**TASK GOAL:** If a line contains "pub const MIN_CABINET_EXTENT: f64 = 0.01;", it is the last one to write out; begin with the first line of the records and copy each exactly.
━━━━━━━━━━━━━━━━━━━━
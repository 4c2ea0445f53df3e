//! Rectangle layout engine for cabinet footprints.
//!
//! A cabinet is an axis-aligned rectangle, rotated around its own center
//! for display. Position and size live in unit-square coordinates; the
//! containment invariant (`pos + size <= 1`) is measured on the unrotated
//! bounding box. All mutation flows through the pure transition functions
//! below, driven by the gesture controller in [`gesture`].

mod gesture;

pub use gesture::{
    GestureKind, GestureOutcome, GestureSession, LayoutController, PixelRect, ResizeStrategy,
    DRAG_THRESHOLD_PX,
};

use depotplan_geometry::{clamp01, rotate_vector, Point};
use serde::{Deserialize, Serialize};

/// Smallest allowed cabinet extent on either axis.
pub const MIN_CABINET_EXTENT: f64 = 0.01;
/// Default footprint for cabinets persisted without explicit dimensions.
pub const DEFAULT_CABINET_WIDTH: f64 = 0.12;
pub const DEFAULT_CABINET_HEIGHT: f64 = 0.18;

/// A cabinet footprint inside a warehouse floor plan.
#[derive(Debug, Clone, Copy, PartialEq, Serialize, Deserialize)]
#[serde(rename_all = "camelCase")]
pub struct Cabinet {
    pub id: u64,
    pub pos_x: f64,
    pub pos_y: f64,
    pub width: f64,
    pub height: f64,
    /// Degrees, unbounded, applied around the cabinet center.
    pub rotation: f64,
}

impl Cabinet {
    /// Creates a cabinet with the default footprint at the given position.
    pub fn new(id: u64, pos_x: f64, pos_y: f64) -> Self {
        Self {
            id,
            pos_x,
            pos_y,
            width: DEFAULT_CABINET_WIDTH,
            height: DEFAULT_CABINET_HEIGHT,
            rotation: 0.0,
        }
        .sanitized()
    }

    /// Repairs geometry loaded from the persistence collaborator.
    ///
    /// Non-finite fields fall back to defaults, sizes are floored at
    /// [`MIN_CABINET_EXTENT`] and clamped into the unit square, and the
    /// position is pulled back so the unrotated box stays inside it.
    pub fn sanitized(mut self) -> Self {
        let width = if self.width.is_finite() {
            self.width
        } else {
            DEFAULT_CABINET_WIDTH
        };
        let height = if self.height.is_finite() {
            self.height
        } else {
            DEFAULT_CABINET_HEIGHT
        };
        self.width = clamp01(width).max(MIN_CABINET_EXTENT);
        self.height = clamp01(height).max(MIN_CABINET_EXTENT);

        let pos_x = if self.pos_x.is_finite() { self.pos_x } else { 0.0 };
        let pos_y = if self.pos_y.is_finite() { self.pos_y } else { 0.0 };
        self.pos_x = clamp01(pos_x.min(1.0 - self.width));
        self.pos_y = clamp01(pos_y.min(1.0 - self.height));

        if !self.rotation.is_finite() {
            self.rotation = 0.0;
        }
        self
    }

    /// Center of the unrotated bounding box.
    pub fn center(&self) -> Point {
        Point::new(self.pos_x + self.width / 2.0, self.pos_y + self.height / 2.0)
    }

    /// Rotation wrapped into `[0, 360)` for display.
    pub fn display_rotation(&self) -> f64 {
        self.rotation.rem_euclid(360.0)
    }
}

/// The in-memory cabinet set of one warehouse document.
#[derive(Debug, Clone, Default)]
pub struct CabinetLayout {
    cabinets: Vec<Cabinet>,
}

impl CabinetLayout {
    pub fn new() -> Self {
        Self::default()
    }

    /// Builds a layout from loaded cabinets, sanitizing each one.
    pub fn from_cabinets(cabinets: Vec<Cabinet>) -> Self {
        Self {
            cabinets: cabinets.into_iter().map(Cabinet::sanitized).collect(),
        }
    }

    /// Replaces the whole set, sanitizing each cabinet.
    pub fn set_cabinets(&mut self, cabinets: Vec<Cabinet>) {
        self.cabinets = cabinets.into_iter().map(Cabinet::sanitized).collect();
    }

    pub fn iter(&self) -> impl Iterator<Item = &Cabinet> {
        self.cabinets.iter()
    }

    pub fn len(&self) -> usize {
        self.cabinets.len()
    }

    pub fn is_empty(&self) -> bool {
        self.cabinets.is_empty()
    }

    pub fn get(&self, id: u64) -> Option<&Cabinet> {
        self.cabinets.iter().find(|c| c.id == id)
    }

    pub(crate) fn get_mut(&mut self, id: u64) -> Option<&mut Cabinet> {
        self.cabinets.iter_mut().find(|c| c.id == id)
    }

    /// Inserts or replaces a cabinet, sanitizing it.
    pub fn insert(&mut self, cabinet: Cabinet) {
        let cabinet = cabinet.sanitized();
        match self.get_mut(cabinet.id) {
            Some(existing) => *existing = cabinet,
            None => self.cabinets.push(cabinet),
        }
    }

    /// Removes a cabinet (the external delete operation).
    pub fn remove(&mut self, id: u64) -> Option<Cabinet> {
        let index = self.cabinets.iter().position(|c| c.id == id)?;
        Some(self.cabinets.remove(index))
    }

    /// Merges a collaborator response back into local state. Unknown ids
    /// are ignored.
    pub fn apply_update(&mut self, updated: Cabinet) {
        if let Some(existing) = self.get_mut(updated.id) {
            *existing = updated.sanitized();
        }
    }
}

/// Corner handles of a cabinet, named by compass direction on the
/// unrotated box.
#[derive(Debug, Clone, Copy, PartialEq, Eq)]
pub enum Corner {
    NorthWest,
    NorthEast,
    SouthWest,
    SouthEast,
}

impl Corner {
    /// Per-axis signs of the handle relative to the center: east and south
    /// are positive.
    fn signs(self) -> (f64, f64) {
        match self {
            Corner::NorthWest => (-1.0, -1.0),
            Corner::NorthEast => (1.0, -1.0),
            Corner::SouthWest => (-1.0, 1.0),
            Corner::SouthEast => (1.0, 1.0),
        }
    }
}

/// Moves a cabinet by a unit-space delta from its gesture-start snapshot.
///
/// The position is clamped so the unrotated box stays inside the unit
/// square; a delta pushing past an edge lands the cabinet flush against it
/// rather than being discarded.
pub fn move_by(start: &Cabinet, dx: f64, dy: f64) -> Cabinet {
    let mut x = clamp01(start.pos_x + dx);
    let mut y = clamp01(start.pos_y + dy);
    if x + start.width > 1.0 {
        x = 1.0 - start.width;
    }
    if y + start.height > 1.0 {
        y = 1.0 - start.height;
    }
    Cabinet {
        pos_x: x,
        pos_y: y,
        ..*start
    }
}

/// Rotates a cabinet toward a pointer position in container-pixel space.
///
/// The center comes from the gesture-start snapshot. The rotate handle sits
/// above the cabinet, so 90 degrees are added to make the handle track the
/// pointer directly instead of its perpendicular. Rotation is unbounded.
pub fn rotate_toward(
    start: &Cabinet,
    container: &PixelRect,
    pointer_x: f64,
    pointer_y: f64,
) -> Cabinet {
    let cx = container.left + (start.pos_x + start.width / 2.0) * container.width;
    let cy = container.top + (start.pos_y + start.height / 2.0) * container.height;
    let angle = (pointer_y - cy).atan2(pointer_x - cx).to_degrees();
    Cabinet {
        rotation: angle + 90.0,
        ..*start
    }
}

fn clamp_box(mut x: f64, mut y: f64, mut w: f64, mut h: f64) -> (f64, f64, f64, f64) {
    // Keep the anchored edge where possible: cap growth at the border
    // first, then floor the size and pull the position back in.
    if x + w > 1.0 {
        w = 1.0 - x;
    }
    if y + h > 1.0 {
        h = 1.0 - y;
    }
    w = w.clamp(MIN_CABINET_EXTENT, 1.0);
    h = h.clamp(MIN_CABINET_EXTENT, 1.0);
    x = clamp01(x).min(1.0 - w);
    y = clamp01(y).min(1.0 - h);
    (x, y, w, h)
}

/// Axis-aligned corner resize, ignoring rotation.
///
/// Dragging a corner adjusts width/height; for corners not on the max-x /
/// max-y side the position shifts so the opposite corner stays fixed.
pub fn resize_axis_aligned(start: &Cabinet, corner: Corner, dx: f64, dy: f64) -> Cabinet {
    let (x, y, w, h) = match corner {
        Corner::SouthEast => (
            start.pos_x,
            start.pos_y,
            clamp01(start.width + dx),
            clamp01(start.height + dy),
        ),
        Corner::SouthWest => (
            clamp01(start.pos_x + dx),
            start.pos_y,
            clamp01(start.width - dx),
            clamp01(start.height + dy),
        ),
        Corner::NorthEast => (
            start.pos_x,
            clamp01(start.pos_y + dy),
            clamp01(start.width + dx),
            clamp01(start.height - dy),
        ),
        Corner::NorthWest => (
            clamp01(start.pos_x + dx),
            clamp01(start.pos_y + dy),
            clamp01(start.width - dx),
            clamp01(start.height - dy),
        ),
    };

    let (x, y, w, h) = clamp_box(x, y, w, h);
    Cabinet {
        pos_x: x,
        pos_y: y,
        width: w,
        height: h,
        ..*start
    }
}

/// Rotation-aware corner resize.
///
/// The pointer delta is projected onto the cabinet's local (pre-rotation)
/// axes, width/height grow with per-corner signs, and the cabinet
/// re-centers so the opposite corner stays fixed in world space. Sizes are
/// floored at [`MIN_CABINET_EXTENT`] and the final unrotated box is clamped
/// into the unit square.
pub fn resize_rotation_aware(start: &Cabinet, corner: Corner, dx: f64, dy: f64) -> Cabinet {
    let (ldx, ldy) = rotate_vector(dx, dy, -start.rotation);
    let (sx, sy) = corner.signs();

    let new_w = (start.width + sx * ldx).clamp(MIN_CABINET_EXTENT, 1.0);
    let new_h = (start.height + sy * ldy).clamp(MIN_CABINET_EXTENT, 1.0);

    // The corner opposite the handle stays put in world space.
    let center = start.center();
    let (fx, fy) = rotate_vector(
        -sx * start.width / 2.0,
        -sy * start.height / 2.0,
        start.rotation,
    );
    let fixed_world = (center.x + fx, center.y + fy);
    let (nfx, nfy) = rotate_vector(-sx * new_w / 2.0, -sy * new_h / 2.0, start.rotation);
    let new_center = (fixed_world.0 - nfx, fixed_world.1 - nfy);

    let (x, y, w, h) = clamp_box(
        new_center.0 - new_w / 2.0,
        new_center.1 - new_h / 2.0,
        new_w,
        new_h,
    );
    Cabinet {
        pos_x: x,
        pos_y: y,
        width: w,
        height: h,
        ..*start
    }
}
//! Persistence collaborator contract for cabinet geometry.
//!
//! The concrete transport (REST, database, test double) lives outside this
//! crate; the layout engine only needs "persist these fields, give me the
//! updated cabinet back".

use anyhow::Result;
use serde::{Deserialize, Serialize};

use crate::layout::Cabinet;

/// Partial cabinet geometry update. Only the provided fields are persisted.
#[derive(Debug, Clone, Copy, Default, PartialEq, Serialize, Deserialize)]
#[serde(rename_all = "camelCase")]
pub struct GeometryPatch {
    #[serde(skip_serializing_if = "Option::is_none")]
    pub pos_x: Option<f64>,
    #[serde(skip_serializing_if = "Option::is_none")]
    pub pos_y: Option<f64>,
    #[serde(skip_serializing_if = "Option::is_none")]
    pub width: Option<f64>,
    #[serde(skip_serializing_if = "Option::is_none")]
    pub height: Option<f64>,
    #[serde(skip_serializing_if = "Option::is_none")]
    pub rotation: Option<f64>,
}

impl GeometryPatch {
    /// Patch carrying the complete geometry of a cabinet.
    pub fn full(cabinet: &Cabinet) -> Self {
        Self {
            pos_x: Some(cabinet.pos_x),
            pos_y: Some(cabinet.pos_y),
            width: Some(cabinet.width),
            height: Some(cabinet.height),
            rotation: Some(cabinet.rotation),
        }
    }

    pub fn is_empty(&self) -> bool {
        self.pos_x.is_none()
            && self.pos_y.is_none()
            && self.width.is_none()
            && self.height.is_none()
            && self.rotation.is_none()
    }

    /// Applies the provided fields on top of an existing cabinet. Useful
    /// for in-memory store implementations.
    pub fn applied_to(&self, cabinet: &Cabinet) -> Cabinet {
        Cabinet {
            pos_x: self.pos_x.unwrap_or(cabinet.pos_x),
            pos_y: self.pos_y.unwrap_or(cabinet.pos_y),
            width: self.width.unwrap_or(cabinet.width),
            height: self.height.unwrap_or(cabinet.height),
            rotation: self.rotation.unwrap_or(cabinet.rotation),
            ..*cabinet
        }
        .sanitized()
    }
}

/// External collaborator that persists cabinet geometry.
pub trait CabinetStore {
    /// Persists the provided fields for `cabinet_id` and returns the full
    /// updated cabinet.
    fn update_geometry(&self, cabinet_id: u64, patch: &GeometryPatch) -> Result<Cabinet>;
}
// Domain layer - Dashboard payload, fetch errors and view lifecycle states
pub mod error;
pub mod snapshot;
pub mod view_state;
━━━━━━━━━━━━━━━━━━━━
**OUTPUT OF THE TASK:**
repository 4c2ea0445f53df3e
//! Rectangle layout engine for cabinet footprints.
//!
//! A cabinet is an axis-aligned rectangle, rotated around its own center
//! for display. Position and size live in unit-square coordinates; the
//! containment invariant (`pos + size <= 1`) is measured on the unrotated
//! bounding box. All mutation flows through the pure transition functions
//! below, driven by the gesture controller in [`gesture`].

mod gesture;

pub use gesture::{
    GestureKind, GestureOutcome, GestureSession, LayoutController, PixelRect, ResizeStrategy,
    DRAG_THRESHOLD_PX,
};

use depotplan_geometry::{clamp01, rotate_vector, Point};
use serde::{Deserialize, Serialize};

/// Smallest allowed cabinet extent on either axis.
pub const MIN_CABINET_EXTENT: f64 = 0.01;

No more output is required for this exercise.